» WHAT YOU SHOULD DO: Retype all of the data exactly as given.
DATA SUPPLIED Block Start
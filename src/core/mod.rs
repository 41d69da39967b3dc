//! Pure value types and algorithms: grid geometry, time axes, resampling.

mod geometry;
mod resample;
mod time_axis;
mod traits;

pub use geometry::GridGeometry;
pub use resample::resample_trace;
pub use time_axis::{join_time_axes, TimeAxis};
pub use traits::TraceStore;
DATA SUPPLIED Block End
» SOLUTION FOR THIS PROBLEM:
filename src/core/mod.rs
repository 41d69da39967b3dc
//! Pure value types and algorithms: grid geometry, time axes, resampling.

mod geometry;
mod resample;
mod time_axis;
mod traits;

pub use geometry::GridGeometry;
pub use resample::resample_trace;
pub use time_axis::{join_time_axes, TimeAxis};
pub use traits::TraceStore;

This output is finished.